What you need to do -
Please write out the line containing "assert!(path.iter().all(|p| p.x == 6));" and each line after it through the end of the data, exactly, and nothing else.

Segment Start: Material to process

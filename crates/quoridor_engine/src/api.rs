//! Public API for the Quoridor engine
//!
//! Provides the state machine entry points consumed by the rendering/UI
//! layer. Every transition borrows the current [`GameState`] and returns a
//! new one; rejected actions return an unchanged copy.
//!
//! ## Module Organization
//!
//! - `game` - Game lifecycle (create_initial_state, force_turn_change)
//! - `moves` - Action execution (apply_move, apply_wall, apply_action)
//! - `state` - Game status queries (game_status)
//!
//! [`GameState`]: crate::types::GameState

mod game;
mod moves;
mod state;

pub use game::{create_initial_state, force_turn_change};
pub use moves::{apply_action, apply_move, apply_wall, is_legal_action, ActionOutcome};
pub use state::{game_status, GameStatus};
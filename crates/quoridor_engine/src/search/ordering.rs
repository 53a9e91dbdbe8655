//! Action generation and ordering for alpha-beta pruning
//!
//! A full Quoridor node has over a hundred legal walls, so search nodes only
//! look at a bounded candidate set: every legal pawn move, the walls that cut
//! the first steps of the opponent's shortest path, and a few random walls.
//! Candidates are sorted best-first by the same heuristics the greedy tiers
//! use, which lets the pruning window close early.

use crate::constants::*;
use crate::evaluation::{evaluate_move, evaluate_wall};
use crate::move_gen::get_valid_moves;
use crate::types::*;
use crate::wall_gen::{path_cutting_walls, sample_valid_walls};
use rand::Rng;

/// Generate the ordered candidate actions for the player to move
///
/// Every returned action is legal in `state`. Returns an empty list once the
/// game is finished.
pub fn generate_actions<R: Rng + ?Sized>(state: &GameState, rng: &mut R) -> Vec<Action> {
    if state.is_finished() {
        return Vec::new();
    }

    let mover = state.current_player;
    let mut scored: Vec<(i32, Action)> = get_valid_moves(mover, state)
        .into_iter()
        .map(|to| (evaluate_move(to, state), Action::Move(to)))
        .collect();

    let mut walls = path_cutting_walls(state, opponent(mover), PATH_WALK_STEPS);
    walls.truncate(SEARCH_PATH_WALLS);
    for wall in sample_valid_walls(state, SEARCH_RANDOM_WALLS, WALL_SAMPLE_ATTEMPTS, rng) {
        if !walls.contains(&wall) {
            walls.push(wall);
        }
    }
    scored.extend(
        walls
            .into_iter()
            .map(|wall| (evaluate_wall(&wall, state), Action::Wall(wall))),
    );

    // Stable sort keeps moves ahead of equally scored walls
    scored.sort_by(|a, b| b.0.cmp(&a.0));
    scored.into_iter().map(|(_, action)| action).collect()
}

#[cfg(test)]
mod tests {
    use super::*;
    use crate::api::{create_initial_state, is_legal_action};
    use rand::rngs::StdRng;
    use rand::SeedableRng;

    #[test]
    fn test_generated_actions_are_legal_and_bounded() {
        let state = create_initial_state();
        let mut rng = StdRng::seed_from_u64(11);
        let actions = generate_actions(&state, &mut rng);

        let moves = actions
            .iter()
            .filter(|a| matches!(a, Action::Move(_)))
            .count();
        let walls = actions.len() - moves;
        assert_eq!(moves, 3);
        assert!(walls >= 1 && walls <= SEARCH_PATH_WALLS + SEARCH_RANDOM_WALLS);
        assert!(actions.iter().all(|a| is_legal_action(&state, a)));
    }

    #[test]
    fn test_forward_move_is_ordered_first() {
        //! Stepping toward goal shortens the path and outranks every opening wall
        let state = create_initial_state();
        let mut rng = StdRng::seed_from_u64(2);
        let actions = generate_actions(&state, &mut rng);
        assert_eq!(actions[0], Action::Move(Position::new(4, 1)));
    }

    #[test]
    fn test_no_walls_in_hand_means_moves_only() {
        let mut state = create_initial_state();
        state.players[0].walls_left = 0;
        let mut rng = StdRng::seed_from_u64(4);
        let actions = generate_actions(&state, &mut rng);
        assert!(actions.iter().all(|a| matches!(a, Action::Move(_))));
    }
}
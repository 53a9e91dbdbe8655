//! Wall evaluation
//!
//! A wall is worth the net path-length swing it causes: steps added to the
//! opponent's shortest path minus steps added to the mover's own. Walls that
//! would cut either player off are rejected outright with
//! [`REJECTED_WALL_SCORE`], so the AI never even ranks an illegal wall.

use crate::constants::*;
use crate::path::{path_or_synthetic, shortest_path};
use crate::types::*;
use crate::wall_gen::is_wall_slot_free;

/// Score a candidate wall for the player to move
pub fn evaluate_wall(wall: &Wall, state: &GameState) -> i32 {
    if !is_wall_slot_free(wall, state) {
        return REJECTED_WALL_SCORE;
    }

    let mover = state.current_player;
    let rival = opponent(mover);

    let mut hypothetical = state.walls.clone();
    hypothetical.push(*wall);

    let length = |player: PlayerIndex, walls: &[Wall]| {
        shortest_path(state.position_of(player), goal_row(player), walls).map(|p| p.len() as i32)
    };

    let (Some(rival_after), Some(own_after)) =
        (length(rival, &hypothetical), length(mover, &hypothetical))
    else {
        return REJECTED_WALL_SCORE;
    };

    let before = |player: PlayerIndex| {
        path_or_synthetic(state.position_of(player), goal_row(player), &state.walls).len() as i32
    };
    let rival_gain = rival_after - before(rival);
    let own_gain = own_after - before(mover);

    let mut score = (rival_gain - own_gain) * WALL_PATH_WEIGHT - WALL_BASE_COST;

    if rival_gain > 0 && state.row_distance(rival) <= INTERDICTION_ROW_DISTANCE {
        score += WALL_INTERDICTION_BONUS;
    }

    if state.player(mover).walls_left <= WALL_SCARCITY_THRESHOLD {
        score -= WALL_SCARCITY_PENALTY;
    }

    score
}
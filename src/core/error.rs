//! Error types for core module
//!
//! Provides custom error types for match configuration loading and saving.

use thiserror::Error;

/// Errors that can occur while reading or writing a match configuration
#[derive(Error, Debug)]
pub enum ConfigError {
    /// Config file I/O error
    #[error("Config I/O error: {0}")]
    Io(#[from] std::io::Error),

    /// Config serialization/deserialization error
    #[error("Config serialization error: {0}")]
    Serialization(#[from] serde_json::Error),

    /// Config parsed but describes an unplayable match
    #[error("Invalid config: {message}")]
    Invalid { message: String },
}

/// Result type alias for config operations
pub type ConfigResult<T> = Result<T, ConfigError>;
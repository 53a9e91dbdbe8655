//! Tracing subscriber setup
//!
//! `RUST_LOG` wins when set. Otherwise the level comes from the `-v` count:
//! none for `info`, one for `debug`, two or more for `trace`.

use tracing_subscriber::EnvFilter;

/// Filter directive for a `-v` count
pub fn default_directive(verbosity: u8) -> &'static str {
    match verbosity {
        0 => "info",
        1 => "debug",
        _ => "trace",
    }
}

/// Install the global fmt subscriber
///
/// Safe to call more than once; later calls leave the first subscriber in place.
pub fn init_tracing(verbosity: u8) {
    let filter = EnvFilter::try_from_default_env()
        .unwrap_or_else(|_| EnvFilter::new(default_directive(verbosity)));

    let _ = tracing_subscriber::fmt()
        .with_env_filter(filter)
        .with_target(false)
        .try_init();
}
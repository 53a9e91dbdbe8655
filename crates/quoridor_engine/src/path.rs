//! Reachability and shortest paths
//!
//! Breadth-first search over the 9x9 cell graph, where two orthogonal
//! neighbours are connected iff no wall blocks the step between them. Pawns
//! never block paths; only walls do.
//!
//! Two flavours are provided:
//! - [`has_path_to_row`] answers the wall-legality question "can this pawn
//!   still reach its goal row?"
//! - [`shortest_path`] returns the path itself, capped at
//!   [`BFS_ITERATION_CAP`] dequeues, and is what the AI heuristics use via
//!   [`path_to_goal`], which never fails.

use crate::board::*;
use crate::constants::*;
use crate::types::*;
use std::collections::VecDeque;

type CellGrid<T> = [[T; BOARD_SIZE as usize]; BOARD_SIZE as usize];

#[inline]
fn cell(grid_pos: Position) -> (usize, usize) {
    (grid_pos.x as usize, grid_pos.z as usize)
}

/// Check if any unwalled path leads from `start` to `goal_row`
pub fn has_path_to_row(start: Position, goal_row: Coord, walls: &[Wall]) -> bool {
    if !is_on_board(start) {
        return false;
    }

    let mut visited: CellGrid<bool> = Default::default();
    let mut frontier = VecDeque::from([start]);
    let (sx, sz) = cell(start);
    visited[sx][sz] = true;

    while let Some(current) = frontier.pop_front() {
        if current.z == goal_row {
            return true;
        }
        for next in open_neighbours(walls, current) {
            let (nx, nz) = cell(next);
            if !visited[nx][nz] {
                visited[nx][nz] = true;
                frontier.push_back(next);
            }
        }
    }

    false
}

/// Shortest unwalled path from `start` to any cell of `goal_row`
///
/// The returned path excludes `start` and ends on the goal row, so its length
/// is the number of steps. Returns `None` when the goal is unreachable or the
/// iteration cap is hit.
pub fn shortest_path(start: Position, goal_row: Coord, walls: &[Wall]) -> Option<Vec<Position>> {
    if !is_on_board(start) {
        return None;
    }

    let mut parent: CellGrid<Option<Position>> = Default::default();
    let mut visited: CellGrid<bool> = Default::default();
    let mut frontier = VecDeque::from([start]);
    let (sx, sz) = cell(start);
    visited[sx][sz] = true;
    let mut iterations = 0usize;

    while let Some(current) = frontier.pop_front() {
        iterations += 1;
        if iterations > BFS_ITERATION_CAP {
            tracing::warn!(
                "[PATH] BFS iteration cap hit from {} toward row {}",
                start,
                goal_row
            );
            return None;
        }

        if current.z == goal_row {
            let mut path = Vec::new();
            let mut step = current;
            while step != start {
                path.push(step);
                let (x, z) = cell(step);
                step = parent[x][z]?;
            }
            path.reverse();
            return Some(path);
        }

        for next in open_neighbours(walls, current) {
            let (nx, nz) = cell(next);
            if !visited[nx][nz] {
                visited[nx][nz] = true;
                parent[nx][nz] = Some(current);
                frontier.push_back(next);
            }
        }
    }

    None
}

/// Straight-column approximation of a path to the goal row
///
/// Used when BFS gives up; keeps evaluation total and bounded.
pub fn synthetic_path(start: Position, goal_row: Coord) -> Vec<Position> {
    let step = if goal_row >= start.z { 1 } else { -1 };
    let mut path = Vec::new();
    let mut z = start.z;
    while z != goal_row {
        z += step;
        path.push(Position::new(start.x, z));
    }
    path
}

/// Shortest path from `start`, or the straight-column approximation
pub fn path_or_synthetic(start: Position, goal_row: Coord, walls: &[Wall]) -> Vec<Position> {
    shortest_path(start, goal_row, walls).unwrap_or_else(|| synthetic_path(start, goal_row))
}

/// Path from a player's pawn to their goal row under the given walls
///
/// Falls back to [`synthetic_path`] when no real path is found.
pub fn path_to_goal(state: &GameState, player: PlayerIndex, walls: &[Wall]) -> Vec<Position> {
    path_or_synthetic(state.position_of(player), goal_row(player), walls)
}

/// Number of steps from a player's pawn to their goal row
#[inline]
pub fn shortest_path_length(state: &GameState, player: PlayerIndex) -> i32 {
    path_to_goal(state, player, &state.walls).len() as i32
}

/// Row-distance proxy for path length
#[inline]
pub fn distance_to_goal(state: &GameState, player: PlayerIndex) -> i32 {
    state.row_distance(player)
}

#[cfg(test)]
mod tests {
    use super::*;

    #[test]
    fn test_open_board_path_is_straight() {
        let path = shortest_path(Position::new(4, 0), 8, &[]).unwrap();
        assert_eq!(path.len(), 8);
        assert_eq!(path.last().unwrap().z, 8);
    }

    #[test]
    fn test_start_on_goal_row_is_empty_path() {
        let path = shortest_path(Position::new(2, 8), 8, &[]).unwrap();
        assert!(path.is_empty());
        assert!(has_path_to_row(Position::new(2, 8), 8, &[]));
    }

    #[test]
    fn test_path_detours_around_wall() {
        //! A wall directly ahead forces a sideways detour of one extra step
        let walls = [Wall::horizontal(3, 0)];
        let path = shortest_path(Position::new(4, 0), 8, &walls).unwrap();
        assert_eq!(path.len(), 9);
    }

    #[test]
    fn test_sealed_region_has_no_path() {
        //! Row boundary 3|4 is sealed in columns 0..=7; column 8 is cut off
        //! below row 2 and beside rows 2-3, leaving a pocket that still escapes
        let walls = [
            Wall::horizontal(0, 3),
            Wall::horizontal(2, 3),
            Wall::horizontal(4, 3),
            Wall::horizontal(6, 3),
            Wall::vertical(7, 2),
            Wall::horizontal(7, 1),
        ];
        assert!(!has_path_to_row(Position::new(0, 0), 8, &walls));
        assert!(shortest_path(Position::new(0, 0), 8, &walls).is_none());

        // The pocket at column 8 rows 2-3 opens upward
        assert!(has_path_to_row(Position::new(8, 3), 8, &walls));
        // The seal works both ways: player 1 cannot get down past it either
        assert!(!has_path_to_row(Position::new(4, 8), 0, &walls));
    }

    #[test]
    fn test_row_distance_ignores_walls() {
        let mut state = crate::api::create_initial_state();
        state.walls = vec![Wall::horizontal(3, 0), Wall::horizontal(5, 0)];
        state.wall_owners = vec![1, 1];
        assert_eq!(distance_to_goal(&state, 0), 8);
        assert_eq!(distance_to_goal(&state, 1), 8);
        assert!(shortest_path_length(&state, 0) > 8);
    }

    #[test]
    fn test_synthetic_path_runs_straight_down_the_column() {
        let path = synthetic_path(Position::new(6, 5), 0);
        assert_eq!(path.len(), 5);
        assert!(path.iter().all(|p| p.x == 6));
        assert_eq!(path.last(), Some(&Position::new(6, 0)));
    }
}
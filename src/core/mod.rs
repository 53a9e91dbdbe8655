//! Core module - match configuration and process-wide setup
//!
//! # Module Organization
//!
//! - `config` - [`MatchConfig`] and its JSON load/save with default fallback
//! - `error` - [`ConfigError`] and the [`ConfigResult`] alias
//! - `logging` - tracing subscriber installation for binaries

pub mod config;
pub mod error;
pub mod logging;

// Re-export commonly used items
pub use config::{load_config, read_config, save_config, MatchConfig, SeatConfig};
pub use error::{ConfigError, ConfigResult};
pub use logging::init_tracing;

Segment End: Material to process

Answer below -
        assert!(path.iter().all(|p| p.x == 6));
        assert_eq!(path.last(), Some(&Position::new(6, 0)));
    }
}
filename src/core/mod.rs
repository 53a9e91dbdbe8655
//! Core module - match configuration and process-wide setup
//!
//! # Module Organization
//!
//! - `config` - [`MatchConfig`] and its JSON load/save with default fallback
//! - `error` - [`ConfigError`] and the [`ConfigResult`] alias
//! - `logging` - tracing subscriber installation for binaries

pub mod config;
pub mod error;
pub mod logging;

// Re-export commonly used items
pub use config::{load_config, read_config, save_config, MatchConfig, SeatConfig};
pub use error::{ConfigError, ConfigResult};
pub use logging::init_tracing;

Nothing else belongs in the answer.